# In Regard To An Old Thread



## Jerry Bowen (Jun 25, 2011)

Way back in time, maybe as much as a year ago, I talkied about my efforts to build a table for my sister in Oregon. Before I finished the job I got sick and was out of the loop for quite a long time. Well, a few weeks ago I finished the table and sent by UPS, the legs and asked my sister to send a photo which she finally did this morning. At one time one of the members of the forum said that without a photo it just didn't happen, well, herd is the photo for what's worth. 

Jerry


----------



## Mike (Nov 22, 2004)

That turned out very nice Jerry.


----------



## Cherryville Chuck (Sep 28, 2010)

Nice job Jerry. The main thing is if your sister likes it. Is that you or your sister being held in the photo?


----------



## Jerry Bowen (Jun 25, 2011)

Cherryville Chuck said:


> Nice job Jerry. The main thing is if your sister likes it. Is that you or your sister being held in the photo?

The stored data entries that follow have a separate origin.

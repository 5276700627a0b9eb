//! Vector index abstraction.
//!
//! The [`VectorIndex`] trait is the retriever's only view of stored chunks:
//! a filtered nearest-neighbour query returning text, metadata and distance.
//! Insertion belongs to whatever job builds the index and is not part of the
//! trait.
//!
//! Implementations must be `Send + Sync` to work with async runtimes.

pub mod memory;

use anyhow::Result;
use async_trait::async_trait;
use serde::{Deserialize, Serialize};

use crate::filter::RetrievalFilter;
use crate::models::ChunkMetadata;

pub use memory::InMemoryIndex;

/// One ranked result of a [`VectorIndex::query`].
#[derive(Debug, Clone, PartialEq, Serialize, Deserialize)]
pub struct IndexHit {
    pub text: String,
    pub metadata: ChunkMetadata,
    /// Lower is more similar.
    pub distance: f32,
}

/// Filtered similarity search over indexed chunks.
///
/// `filter` is a conjunctive predicate over metadata fields, or `None` for a
/// pure similarity search. Fields the index does not know are its own
/// concern. Results come back best first and are never reordered by callers.
#[async_trait]
pub trait VectorIndex: Send + Sync {
    async fn query(
        &self,
        embedding: &[f32],
        k: usize,
        filter: Option<&RetrievalFilter>,
    ) -> Result<Vec<IndexHit>>;
}
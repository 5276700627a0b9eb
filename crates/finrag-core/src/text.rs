//! Question normalization and tokenization.
//!
//! Matching throughout the crate is literal: exact substrings and exact
//! token-set membership, no stemming.

use std::collections::BTreeSet;
use std::sync::LazyLock;

use regex::Regex;

static WORD_RE: LazyLock<Regex> = LazyLock::new(|| Regex::new(r"\w+").expect("Invalid regex"));

/// Lowercase, collapse whitespace runs to a single space and trim.
pub fn normalize_question(text: &str) -> String {
    text.to_lowercase()
        .split_whitespace()
        .collect::<Vec<_>>()
        .join(" ")
}

/// Set of maximal word-character runs in `text`.
pub fn word_tokens(text: &str) -> BTreeSet<&str> {
    WORD_RE.find_iter(text).map(|m| m.as_str()).collect()
}

/// Replace accented Spanish vowels with their plain form.
pub fn fold_accents(text: &str) -> String {
    text.chars()
        .map(|c| match c {
            'á' | 'à' | 'ä' => 'a',
            'é' | 'è' | 'ë' => 'e',
            'í' | 'ì' | 'ï' => 'i',
            'ó' | 'ò' | 'ö' => 'o',
            'ú' | 'ù' | 'ü' => 'u',
            other => other,
        })
        .collect()
}

#[cfg(test)]
mod tests {
    use super::*;

    #[test]
    fn test_normalize_question() {
        assert_eq!(
            normalize_question("  ¿Cuál   fue\tla UTILIDAD\n neta? "),
            "¿cuál fue la utilidad neta?"
        );
        assert_eq!(normalize_question("   "), "");
    }

    #[test]
    fn test_word_tokens_unicode() {
        let tokens = word_tokens("¿cuál fue el ebitda 2t-2024?");
        assert!(tokens.contains("cuál"));
        assert!(tokens.contains("ebitda"));
        assert!(tokens.contains("2t"));
        assert!(tokens.contains("2024"));
        assert!(!tokens.contains("¿cuál"));
    }

    #[test]
    fn test_fold_accents() {
        assert_eq!(fold_accents("séptiembre atrás"), "septiembre atras");
        assert_eq!(fold_accents("año"), "año");
    }
}
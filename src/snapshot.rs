//! JSONL index snapshots.
//!
//! An indexing job exports the vector index as one JSON object per line: the
//! chunk record fields plus its `embedding`:
//!
//! ```json
//! {"doc_id":"eeff_2023","source_path":"data/raw/eeff_2023.pdf","year":2023,
//!  "doc_type":"financial_statements","audited":true,"period":"no_definido",
//!  "page_number":4,"chunk_id":"eeff_2023_p004_c_000","chunk_index":0,
//!  "chunk_text":"Estado de situación financiera ...","chunk_type":"text",
//!  "embedding":[0.012,-0.034,...]}
//! ```
//!
//! Loading one yields an [`InMemoryIndex`] the retriever can query.

use anyhow::{Context, Result};
use finrag_core::{ChunkRecord, InMemoryIndex};
use serde::Deserialize;
use std::io::BufRead;
use std::path::Path;

#[derive(Debug, Deserialize)]
struct SnapshotLine {
    #[serde(flatten)]
    record: ChunkRecord,
    embedding: Vec<f32>,
}

/// Load a snapshot file into an in-memory index.
pub fn load_snapshot(path: &Path) -> Result<InMemoryIndex> {
    let file = std::fs::File::open(path)
        .with_context(|| format!("Failed to open index snapshot: {}", path.display()))?;
    let index = read_snapshot(std::io::BufReader::new(file))
        .with_context(|| format!("Invalid index snapshot: {}", path.display()))?;

    tracing::info!(
        path = %path.display(),
        chunks = index.len(),
        dims = ?index.dims(),
        "Index snapshot loaded"
    );
    Ok(index)
}

/// Read snapshot lines from any buffered reader.
///
/// Blank lines are skipped. A later line with an already seen `chunk_id`
/// replaces the earlier one.
pub fn read_snapshot<R: BufRead>(reader: R) -> Result<InMemoryIndex> {
    let index = InMemoryIndex::new();
    let mut lines_read = 0usize;

    for (i, line) in reader.lines().enumerate() {
        let line_no = i + 1;
        let line = line.with_context(|| format!("line {}: read failed", line_no))?;
        if line.trim().is_empty() {
            continue;
        }

        let parsed: SnapshotLine = serde_json::from_str(&line)
            .with_context(|| format!("line {}: malformed chunk record", line_no))?;
        index
            .insert(parsed.record, parsed.embedding)
            .with_context(|| format!("line {}", line_no))?;
        lines_read += 1;
    }

    if lines_read > index.len() {
        tracing::debug!(
            duplicates = lines_read - index.len(),
            "Duplicate chunk ids in snapshot, kept last"
        );
    }

    Ok(index)
}
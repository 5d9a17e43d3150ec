use std::sync::Arc;

use crate::config::ServerConfig;

/// Shared application state available to all Axum handlers via `State<AppState>`.
///
/// This is cheaply cloneable (inner data is behind `Arc` or is already `Clone`).
#[derive(Clone)]
pub struct AppState {
    /// Database connection pool.
    pub pool: pulse_db::DbPool,
    /// Server configuration.
    pub config: Arc<ServerConfig>,
    /// Upstream API client, shared across analyses.
    pub spotify: Arc<pulse_spotify::SpotifyClient>,
}
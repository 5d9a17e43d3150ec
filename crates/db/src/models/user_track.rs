//! Entity model for the per-user `user_playlist_tracks` table.

use chrono::NaiveDate;
use pulse_core::record::PlaylistTrackRow;
use pulse_core::types::{DbId, Timestamp};
use serde::Serialize;
use sqlx::FromRow;

/// A row from the `user_playlist_tracks` table.
///
/// Scoped by `playlist_ref` (the owning `playlists.id`) instead of the
/// upstream playlist id string; the playlist row carries the user
/// scoping.
#[derive(Debug, Clone, FromRow, Serialize)]
pub struct UserTrack {
    pub id: DbId,
    pub playlist_ref: DbId,
    pub track_id: String,
    pub track_name: Option<String>,
    pub track_duration_ms: Option<i64>,
    pub track_duration_sec: Option<f64>,
    pub track_popularity: Option<i32>,
    pub album_id: Option<String>,
    pub album_name: Option<String>,
    pub album_release_date: Option<NaiveDate>,
    pub album_label: Option<String>,
    pub release_year: Option<i32>,
    pub artist_ids: Vec<String>,
    pub artist_names: Vec<String>,
    pub track_genres: Vec<String>,
    pub loaded_at: Timestamp,
}

impl UserTrack {
    /// Rebuild the logical row, re-attaching the upstream playlist id
    /// held by the owning playlist row.
    pub fn into_row(self, spotify_playlist_id: &str) -> PlaylistTrackRow {
        PlaylistTrackRow {
            playlist_id: spotify_playlist_id.to_string(),
            track_id: self.track_id,
            track_name: self.track_name,
            track_duration_ms: self.track_duration_ms,
            track_duration_sec: self.track_duration_sec,
            track_popularity: self.track_popularity,
            album_id: self.album_id,
            album_name: self.album_name,
            album_release_date: self.album_release_date,
            album_label: self.album_label,
            release_year: self.release_year,
            artist_ids: self.artist_ids,
            artist_names: self.artist_names,
            track_genres: self.track_genres,
        }
    }
}
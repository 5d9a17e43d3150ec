//! Wire types for the Spotify Web API responses we consume.
//!
//! Every descriptive field is optional: upstream payloads are
//! inconsistently shaped (removed tracks, local files, albums without
//! labels), and the normalization contract maps any missing path to a
//! null rather than a parse failure.

use serde::Deserialize;

/// One page of a paginated collection response.
///
/// `next` is the opaque continuation URL; its absence signals the final
/// page.
#[derive(Debug, Clone, Deserialize)]
#[serde(bound(deserialize = "T: Deserialize<'de>"))]
pub struct Page<T> {
    #[serde(default)]
    pub items: Vec<T>,
    pub next: Option<String>,
}

/// A single entry in a playlist's track listing.
///
/// `track` is null for removed or unavailable tracks; the normalizer
/// skips such entries.
#[derive(Debug, Clone, Deserialize)]
pub struct PlaylistItem {
    pub track: Option<TrackObject>,
}

/// The track sub-object of a playlist entry.
#[derive(Debug, Clone, Deserialize)]
pub struct TrackObject {
    pub id: Option<String>,
    pub name: Option<String>,
    pub duration_ms: Option<i64>,
    pub popularity: Option<i32>,
    pub album: Option<AlbumObject>,
    #[serde(default)]
    pub artists: Vec<ArtistObject>,
}

/// The album sub-object of a track.
#[derive(Debug, Clone, Deserialize)]
pub struct AlbumObject {
    pub id: Option<String>,
    pub name: Option<String>,
    pub release_date: Option<String>,
    pub label: Option<String>,
}

/// An artist reference inside a track, or a full artist entity from the
/// single-artist endpoint (which adds `genres`).
#[derive(Debug, Clone, Deserialize)]
pub struct ArtistObject {
    pub id: Option<String>,
    pub name: Option<String>,
    #[serde(default)]
    pub genres: Vec<String>,
}

/// Playlist metadata from `GET /v1/playlists/{id}`.
#[derive(Debug, Clone, Deserialize)]
pub struct PlaylistObject {
    pub id: String,
    pub name: Option<String>,
    pub description: Option<String>,
    pub owner: Option<PlaylistOwner>,
    #[serde(default)]
    pub images: Vec<PlaylistImage>,
}

/// Owner sub-object of a playlist.
#[derive(Debug, Clone, Deserialize)]
pub struct PlaylistOwner {
    pub display_name: Option<String>,
}

/// Cover image reference; Spotify orders these widest-first.
#[derive(Debug, Clone, Deserialize)]
pub struct PlaylistImage {
    pub url: String,
}

/// Response from the accounts-service token endpoint.
#[derive(Debug, Clone, Deserialize)]
pub struct TokenResponse {
    pub access_token: String,
    pub expires_in: i64,
}

#[cfg(test)]
mod tests {
    use super::*;

    #[test]
    fn full_track_payload_deserializes() {
        let json = r#"{
            "track": {
                "id": "track123",
                "name": "Test Song",
                "duration_ms": 200000,
                "popularity": 80,
                "album": {
                    "id": "album123",
                    "name": "Test Album",
                    "release_date": "2023-01-15",
                    "label": "Test Records"
                },
                "artists": [
                    {"id": "artist1", "name": "Test Artist"}
                ]
            }
        }"#;
        let item: PlaylistItem = serde_json::from_str(json).unwrap();
        let track = item.track.unwrap();
        assert_eq!(track.id.as_deref(), Some("track123"));
        assert_eq!(track.duration_ms, Some(200_000));
        assert_eq!(track.artists.len(), 1);
        assert!(track.artists[0].genres.is_empty());
    }

    #[test]
    fn removed_track_deserializes_to_none() {
        let item: PlaylistItem = serde_json::from_str(r#"{"track": null}"#).unwrap();
        assert!(item.track.is_none());
    }

    #[test]
    fn sparse_track_fields_default_to_none() {
        // Local files come through with most fields missing entirely.
        let item: PlaylistItem =
            serde_json::from_str(r#"{"track": {"id": null, "name": "Local File"}}"#).unwrap();
        let track = item.track.unwrap();
        assert!(track.id.is_none());
        assert!(track.album.is_none());
        assert!(track.artists.is_empty());
        assert!(track.popularity.is_none());
    }

    #[test]
    fn page_without_next_is_final() {
        let json = r#"{"items": [{"track": null}], "next": null}"#;
        let page: Page<PlaylistItem> = serde_json::from_str(json).unwrap();
        assert_eq!(page.items.len(), 1);
        assert!(page.next.is_none());
    }

    #[test]
    fn artist_entity_carries_genres() {
        let json = r#"{"id": "artist1", "name": "Test Artist", "genres": ["pop", "rock"]}"#;
        let artist: ArtistObject = serde_json::from_str(json).unwrap();
        assert_eq!(artist.genres, vec!["pop", "rock"]);
    }

    #[test]
    fn playlist_metadata_deserializes() {
        let json = r#"{
            "id": "pl1",
            "name": "Road Trip",
            "description": "",
            "owner": {"display_name": "someone"},
            "images": [{"url": "https://i.scdn.co/image/abc"}]
        }"#;
        let playlist: PlaylistObject = serde_json::from_str(json).unwrap();
        assert_eq!(playlist.name.as_deref(), Some("Road Trip"));
        assert_eq!(playlist.images[0].url, "https://i.scdn.co/image/abc");
    }
}
//! Pure domain logic for the playlist ETL pipeline.
//!
//! Everything in this crate is I/O-free: record shapes, type coercion,
//! and the dashboard aggregations. Network and database concerns live in
//! `pulse-spotify`, `pulse-etl`, and `pulse-db`.

pub mod aggregate;
pub mod coerce;
pub mod error;
pub mod record;
pub mod types;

The photo is of my dad holding me.


----------



## Cherryville Chuck (Sep 28, 2010)

I have some that appear to be from the same general era judging by the clothing. Brings back some memories. I haven't looked at a photo album in quite a while.


----------



## Jerry Bowen (Jun 25, 2011)

Cherryville Chuck said:


> I have some that appear to be from the same general era judging by the clothing. Brings back some memories. I haven't looked at a photo album in quite a while.


I'm 75 years old now, don't know how old I am in the photo but obviously not very old, my dad died of a heart attack in 1956 at the age of 44, I was 18 years old at that time.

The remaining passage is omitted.